• [GIVEN ENTRIES]
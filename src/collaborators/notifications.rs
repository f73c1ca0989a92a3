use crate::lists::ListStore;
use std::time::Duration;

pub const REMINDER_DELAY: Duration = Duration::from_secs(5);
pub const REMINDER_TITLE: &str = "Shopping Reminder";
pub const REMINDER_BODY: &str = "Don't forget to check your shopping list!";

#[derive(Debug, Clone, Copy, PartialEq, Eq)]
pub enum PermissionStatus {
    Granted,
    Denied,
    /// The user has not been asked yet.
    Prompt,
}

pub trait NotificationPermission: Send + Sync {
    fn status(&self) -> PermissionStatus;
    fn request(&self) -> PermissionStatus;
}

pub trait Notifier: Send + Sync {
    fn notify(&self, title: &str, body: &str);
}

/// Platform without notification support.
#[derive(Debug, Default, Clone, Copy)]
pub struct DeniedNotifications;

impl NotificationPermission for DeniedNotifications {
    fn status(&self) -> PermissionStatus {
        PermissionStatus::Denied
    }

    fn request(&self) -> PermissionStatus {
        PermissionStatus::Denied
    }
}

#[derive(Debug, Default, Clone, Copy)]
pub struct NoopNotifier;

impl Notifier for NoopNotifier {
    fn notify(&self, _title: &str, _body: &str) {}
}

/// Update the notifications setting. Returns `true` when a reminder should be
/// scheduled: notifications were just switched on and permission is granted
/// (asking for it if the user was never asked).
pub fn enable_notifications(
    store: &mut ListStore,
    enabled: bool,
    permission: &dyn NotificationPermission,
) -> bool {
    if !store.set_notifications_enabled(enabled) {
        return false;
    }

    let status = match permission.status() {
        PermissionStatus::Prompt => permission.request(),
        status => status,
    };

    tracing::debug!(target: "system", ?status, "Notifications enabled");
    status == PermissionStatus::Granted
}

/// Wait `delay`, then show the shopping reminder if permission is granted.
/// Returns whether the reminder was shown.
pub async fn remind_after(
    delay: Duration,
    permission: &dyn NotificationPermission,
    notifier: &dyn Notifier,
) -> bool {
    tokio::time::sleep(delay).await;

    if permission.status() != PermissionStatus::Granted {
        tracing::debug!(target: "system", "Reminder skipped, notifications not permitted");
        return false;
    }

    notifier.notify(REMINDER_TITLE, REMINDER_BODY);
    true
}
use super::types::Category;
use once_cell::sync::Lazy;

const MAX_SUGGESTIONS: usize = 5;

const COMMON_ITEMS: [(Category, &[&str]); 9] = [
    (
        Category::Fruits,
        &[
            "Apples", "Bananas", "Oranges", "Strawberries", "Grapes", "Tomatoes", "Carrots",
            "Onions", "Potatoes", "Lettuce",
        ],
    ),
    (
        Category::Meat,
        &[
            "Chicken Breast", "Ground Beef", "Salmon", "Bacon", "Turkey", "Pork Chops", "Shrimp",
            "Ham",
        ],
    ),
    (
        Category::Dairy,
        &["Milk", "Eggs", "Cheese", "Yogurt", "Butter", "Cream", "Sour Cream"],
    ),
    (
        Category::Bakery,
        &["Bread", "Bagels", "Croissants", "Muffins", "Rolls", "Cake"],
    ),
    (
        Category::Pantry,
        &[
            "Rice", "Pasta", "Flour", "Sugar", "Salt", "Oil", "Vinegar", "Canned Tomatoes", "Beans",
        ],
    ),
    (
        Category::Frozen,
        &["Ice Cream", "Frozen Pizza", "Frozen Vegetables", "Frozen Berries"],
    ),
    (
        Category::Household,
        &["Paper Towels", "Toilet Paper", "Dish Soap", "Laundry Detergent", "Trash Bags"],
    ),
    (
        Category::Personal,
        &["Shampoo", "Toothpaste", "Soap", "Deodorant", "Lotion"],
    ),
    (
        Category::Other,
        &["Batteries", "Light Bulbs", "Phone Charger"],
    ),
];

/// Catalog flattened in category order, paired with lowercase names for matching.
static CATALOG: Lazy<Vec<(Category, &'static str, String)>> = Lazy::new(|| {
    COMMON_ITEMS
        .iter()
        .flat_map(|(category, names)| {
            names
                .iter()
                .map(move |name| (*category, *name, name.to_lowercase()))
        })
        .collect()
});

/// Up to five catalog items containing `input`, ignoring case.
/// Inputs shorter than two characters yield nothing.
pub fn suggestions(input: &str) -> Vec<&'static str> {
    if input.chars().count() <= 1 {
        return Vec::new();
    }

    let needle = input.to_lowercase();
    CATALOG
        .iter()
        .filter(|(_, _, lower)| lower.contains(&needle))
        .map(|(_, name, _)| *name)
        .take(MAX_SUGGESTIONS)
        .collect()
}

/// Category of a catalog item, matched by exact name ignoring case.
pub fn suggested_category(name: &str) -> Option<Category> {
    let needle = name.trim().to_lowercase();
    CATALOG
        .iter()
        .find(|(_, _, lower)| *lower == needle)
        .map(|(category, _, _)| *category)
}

• [WHAT YOU NEED TO DO]
Please, starting with the first line of the material above, write out each line exactly and finish on the line that includes "pub const REMINDER_TITLE: &str".

• [EXERCISE RESULT]
filename src/collaborators/notifications.rs
repository f73c1ca0989a92a3
use crate::lists::ListStore;
use std::time::Duration;

pub const REMINDER_DELAY: Duration = Duration::from_secs(5);
pub const REMINDER_TITLE: &str = "Shopping Reminder";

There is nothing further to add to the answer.